Die meisten Objekte lassen sich sowohl gefüllt als auch ungefüllt zeichnen. Selbst bei bereits aufgezogener Figur läßt sich per Tastendruck der Grafikmodus verändern. Dies kann mitunter sehr nützlich sein. Die Replace-Einstellung dagegen hat auch Ihre Fehler: Zeichnet man ein Dreieck, das mit Replace in die Grafik eingestanzt werden soll, so wird um das Dreieck herum ein weißes Rechteck gezeichnet, das den Hintergrund löscht.

Lustige Sprüheffekte erzielt der Zeichner mit einer der beiden Sprühdosen. Die eine Dose sprüht solange, bis die Maustaste losgelassen wird - die andere sprüht nur dann, wenn die Maus bewegt wird und läßt so auch sehr fein dosierte Sprühflecken zu. Zudem kann der Benutzer zwischen drei Punktauflösungen wählen. Das Sprühen mit einem Füllmuster ist nicht möglich.

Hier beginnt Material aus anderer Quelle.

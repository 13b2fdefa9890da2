use bytes::Bytes;
use reqwest::{Client, multipart};
use serde::Deserialize;
use serde_json::{Value, json};
use tracing::{debug, instrument, warn};

use super::query::{email_search_query, where_literal};
use super::session::Session;
use crate::config::{BullhornConfig, CategoryPayload};
use crate::resume::CandidateName;
use crate::upstream::{self, Result};

const CATEGORY_SCAN_LIMIT: u32 = 200;

#[derive(Debug, Deserialize)]
struct ListResponse<T> {
    #[serde(default = "Vec::new")]
    data: Vec<T>,
}

#[derive(Debug, Deserialize)]
struct EntityResponse<T> {
    data: T,
}

#[derive(Debug, Deserialize)]
struct IdOnly {
    id: i64,
}

#[derive(Debug, Deserialize)]
struct CategoryRow {
    id: i64,
    #[serde(default)]
    name: Option<String>,
}

/// A resume ready to be attached to a candidate.
#[derive(Debug, Clone)]
pub struct FileUpload {
    pub bytes: Bytes,
    pub file_name: String,
    pub content_type: String,
    /// Correlation tag stored on the Bullhorn file, `hubspot-contact-<id>`
    pub external_id: String,
}

impl FileUpload {
    pub fn external_id_for_contact(contact_id: &str) -> String {
        format!("hubspot-contact-{contact_id}")
    }
}

/// Candidate, category and candidate-file calls against a [`Session`].
#[derive(Clone)]
pub struct BullhornClient {
    http: Client,
    file_type: String,
    category_payload: CategoryPayload,
}

impl BullhornClient {
    pub fn new(http: Client, config: &BullhornConfig) -> Self {
        Self {
            http,
            file_type: config.file_type.clone(),
            category_payload: config.category_payload,
        }
    }

    pub fn file_type(&self) -> &str {
        &self.file_type
    }

    /// First candidate whose `email`, `email2` or `email3` is exactly `email`.
    #[instrument(skip(self, session), err)]
    pub async fn find_candidate_id_by_email(&self, session: &Session, email: &str) -> Result<Option<i64>> {
        session.ensure_valid()?;
        let email = email.trim();
        if email.is_empty() {
            return Ok(None);
        }

        let request = self.http.get(session.endpoint("search/Candidate")).query(&[
            ("BhRestToken", session.rest_token.as_str()),
            ("query", email_search_query(email).as_str()),
            ("fields", "id,email,email2,email3"),
            ("count", "1"),
        ]);
        let response = upstream::send(request, "Bullhorn candidate search").await?;
        let found: ListResponse<IdOnly> = upstream::json(response, "Bullhorn candidate search").await?;

        let id = found.data.first().map(|c| c.id).filter(|id| *id != 0);
        debug!(candidate_id = ?id, "Candidate search complete");
        Ok(id)
    }

    /// Category id by exact name. If Bullhorn rejects the filtered query (400), the first
    /// [`CATEGORY_SCAN_LIMIT`] categories are listed and matched case-insensitively instead.
    #[instrument(skip(self, session), err)]
    pub async fn find_category_id_by_name(&self, session: &Session, name: &str) -> Result<Option<i64>> {
        session.ensure_valid()?;
        let name = name.trim();
        if name.is_empty() {
            return Ok(None);
        }

        let filter = format!("name={}", where_literal(name));
        match self.query_categories(session, &filter, 1).await {
            Ok(rows) => Ok(rows.first().map(|c| c.id).filter(|id| *id != 0)),
            Err(e) if e.status() == Some(400) => {
                warn!(category = name, error = %e, "Filtered category query rejected, scanning category list");
                let rows = self.query_categories(session, "id>0", CATEGORY_SCAN_LIMIT).await?;
                Ok(rows
                    .iter()
                    .find(|c| c.name.as_deref().is_some_and(|n| n.trim().eq_ignore_ascii_case(name)))
                    .map(|c| c.id))
            }
            Err(e) => Err(e),
        }
    }

    async fn query_categories(&self, session: &Session, filter: &str, count: u32) -> Result<Vec<CategoryRow>> {
        let count = count.to_string();
        let request = self.http.get(session.endpoint("query/Category")).query(&[
            ("BhRestToken", session.rest_token.as_str()),
            ("where", filter),
            ("fields", "id,name"),
            ("count", count.as_str()),
        ]);
        let response = upstream::send(request, "Bullhorn category query").await?;
        let rows: ListResponse<CategoryRow> = upstream::json(response, "Bullhorn category query").await?;
        Ok(rows.data)
    }

    /// Associate `category_id` with the candidate. Returns Bullhorn's response body.
    #[instrument(skip(self, session), err)]
    pub async fn update_candidate_category(
        &self,
        session: &Session,
        candidate_id: i64,
        category_id: i64,
    ) -> Result<Value> {
        session.ensure_valid()?;
        let payload = match self.category_payload {
            CategoryPayload::CategoryId => json!({ "categoryID": category_id }),
            CategoryPayload::CategoriesAdd => json!({ "categories": { "add": [category_id] } }),
        };

        let request = self
            .http
            .post(session.endpoint(&format!("entity/Candidate/{candidate_id}")))
            .query(&[("BhRestToken", session.rest_token.as_str())])
            .json(&payload);
        let response = upstream::send(request, "Bullhorn category update").await?;
        upstream::json(response, "Bullhorn category update").await
    }

    /// Multipart upload to the candidate's file attachments, tagged with the configured file type.
    #[instrument(skip(self, session, upload), fields(file_name = %upload.file_name, size = upload.bytes.len()), err)]
    pub async fn upload_candidate_file(&self, session: &Session, candidate_id: i64, upload: FileUpload) -> Result<Value> {
        session.ensure_valid()?;
        let FileUpload {
            bytes,
            file_name,
            content_type,
            external_id,
        } = upload;

        let part = match multipart::Part::bytes(bytes.to_vec())
            .file_name(file_name.clone())
            .mime_str(&content_type)
        {
            Ok(part) => part,
            Err(e) => {
                warn!(content_type = %content_type, error = %e, "Unusable content type, uploading without one");
                multipart::Part::bytes(bytes.to_vec()).file_name(file_name)
            }
        };
        // Bullhorn reads the plain `filename="..."` parameter, not the RFC 5987 form.
        let form = multipart::Form::new().percent_encode_noop().part("file", part);

        let request = self
            .http
            .put(session.endpoint(&format!("file/Candidate/{candidate_id}/raw")))
            .query(&[
                ("BhRestToken", session.rest_token.as_str()),
                ("filetype", self.file_type.as_str()),
                ("externalID", external_id.as_str()),
            ])
            .multipart(form);
        let response = upstream::send(request, "Bullhorn file upload").await?;
        upstream::json(response, "Bullhorn file upload").await
    }

    /// First and last name, used to name the uploaded file.
    #[instrument(skip(self, session), err)]
    pub async fn get_candidate_name(&self, session: &Session, candidate_id: i64) -> Result<CandidateName> {
        session.ensure_valid()?;
        let request = self
            .http
            .get(session.endpoint(&format!("entity/Candidate/{candidate_id}")))
            .query(&[
                ("BhRestToken", session.rest_token.as_str()),
                ("fields", "firstName,lastName"),
            ]);
        let response = upstream::send(request, "Bullhorn candidate fetch").await?;
        let entity: EntityResponse<CandidateName> = upstream::json(response, "Bullhorn candidate fetch").await?;
        Ok(entity.data)
    }
}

Bild 2: Zusätzlich stehen dem Künstler neben mathematischen Objekten auch 16 verschiedene Verfremdungseffekte zur Verfügung.

Signum-Zeichensätze

Neben dem ATARI-Zeichensatz in den üblichen Größen kann der Grafiker seine Zeichnungen auch mit Signum-Zeichensätzen verschönern. Das Programm kann alle 24-Nadeldruckerzeichensätze mit der Dateikennung *.P24 einladen. Mühelos lassen sich Texte mit den schönen Zeichen in Ihrem Bild plazieren und mit den Programmfunktionen nachbearbeiten. Wer seine Bilder lieber handschriftlich betiteln möchte, kann dies mit der „Tuschefeder“ von Artis tun. Hier wird ähnlich dem Freihandzeichnen ein Linienzug mit der Maus eingegeben, der dann wie von einer breiten Tuschefeder nachgezeichnet wird.

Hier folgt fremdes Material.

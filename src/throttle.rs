//! Rate limiting for weight readings.
//!
//! The scale rebroadcasts the same reading many times per second, so without a
//! limit a single weigh-in floods stdout with identical Stable and Idle lines.
//! Throttling is tracked per measurement state: Active readings keep flowing
//! while the value settles, and each of Stable/Idle is capped independently.

use crate::reading::MeasureState;
use std::collections::HashMap;
use std::time::{Duration, Instant};

/// Limits readings to at most one per measurement state per interval.
///
/// The first reading in each state is always allowed. A blocked reading does
/// not reset the timer, so a steady broadcast stream still yields one line per
/// interval.
#[derive(Debug)]
pub struct Throttle {
    /// Minimum time between emitted readings for each state
    interval: Duration,
    /// Last emit time per state
    last_emit: HashMap<MeasureState, Instant>,
}

impl Throttle {
    pub fn new(interval: Duration) -> Self {
        Throttle {
            interval,
            last_emit: HashMap::new(),
        }
    }

    /// Check whether a reading in `state` should be emitted now.
    ///
    /// Returns `true` and resets the state's timer if the interval has passed
    /// since the last emitted reading in that state (or none was emitted yet).
    pub fn should_emit(&mut self, state: MeasureState) -> bool {
        let now = Instant::now();

        match self.last_emit.get(&state) {
            Some(last) if now.duration_since(*last) < self.interval => false,
            _ => {
                self.last_emit.insert(state, now);
                true
            }
        }
    }
}

/// Parse a duration from a human-readable string.
///
/// The number may carry an `ms`, `s`, `m` or `h` suffix; a bare number is
/// taken as seconds.
///
/// # Examples
/// ```
/// use miscale_listener::throttle::parse_duration;
/// use std::time::Duration;
///
/// assert_eq!(parse_duration("3s").unwrap(), Duration::from_secs(3));
/// assert_eq!(parse_duration("500ms").unwrap(), Duration::from_millis(500));
/// assert_eq!(parse_duration("2h").unwrap(), Duration::from_secs(7200));
/// ```
pub fn parse_duration(src: &str) -> Result<Duration, String> {
    let src = src.trim();
    let split = src
        .find(|c: char| !c.is_ascii_digit())
        .unwrap_or(src.len());
    let (digits, suffix) = src.split_at(split);

    let value: u64 = digits
        .parse()
        .map_err(|_| format!("invalid duration: {src}"))?;

    match suffix.trim_start() {
        "ms" => Ok(Duration::from_millis(value)),
        "" | "s" => Ok(Duration::from_secs(value)),
        "m" => Ok(Duration::from_secs(value * 60)),
        "h" => Ok(Duration::from_secs(value * 3600)),
        other => Err(format!("unknown duration suffix: {other}")),
    }
}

Sollten Sie sich tatsächlich einmal vertippt oder verschrieben haben, so können Sie mit der Undo-Funktion (engl.: undo = rückgängig machen) Ihr unbeschriftetes Bild zurückholen. Leider wurde das Symbol zum Löschen des Bildes optisch fast genauso gestaltet, wie das Symbol für Undo. Dies kann dazu führen, daß man schnell mal die beiden Knöpfe verwechselt. Das Bild wird außerdem ohne jede Rückfrage gelöscht, was uns schon manches Mal Nerven und Zeit gekostet hat. Hier wäre mindestens eine Rückfrage mittels Alert-Box angebracht. Da die Undo-Funktion immer nur einmal wirkt, läßt sich zwar das gelöschte Bild zurückholen, die letzte Zeichenfunktion kann dann jedoch nicht mehr rückgängig gemacht werden.

Effekte

Besonders interessant sind die vielen künstlerischen Funktionen, die das Programm aus dem unübersichtlichen Angebot an Malprogrammen hervorhebt. Hier stehen neben vielen schönen Objekten, die meist nach mathematischen Formeln berechnet werden (s. Bild 2), auch 16 verschiedene Effekte zur Verfügung, mit denen die künstlerischen Schöpfungen nachbearbeitet werden können. Hiermit lassen sich Bilder aufhellen, ausdicken, konturieren und vieles mehr (s. Bild 3). Man merkt, daß sich die Programmierer hierbei besonders große Mühe gegeben haben. Wer seinen Grafiken den passenden Rahmen verleihen will, hat zwei verschiedene, vordefinierte Rahmenarten zur Auswahl.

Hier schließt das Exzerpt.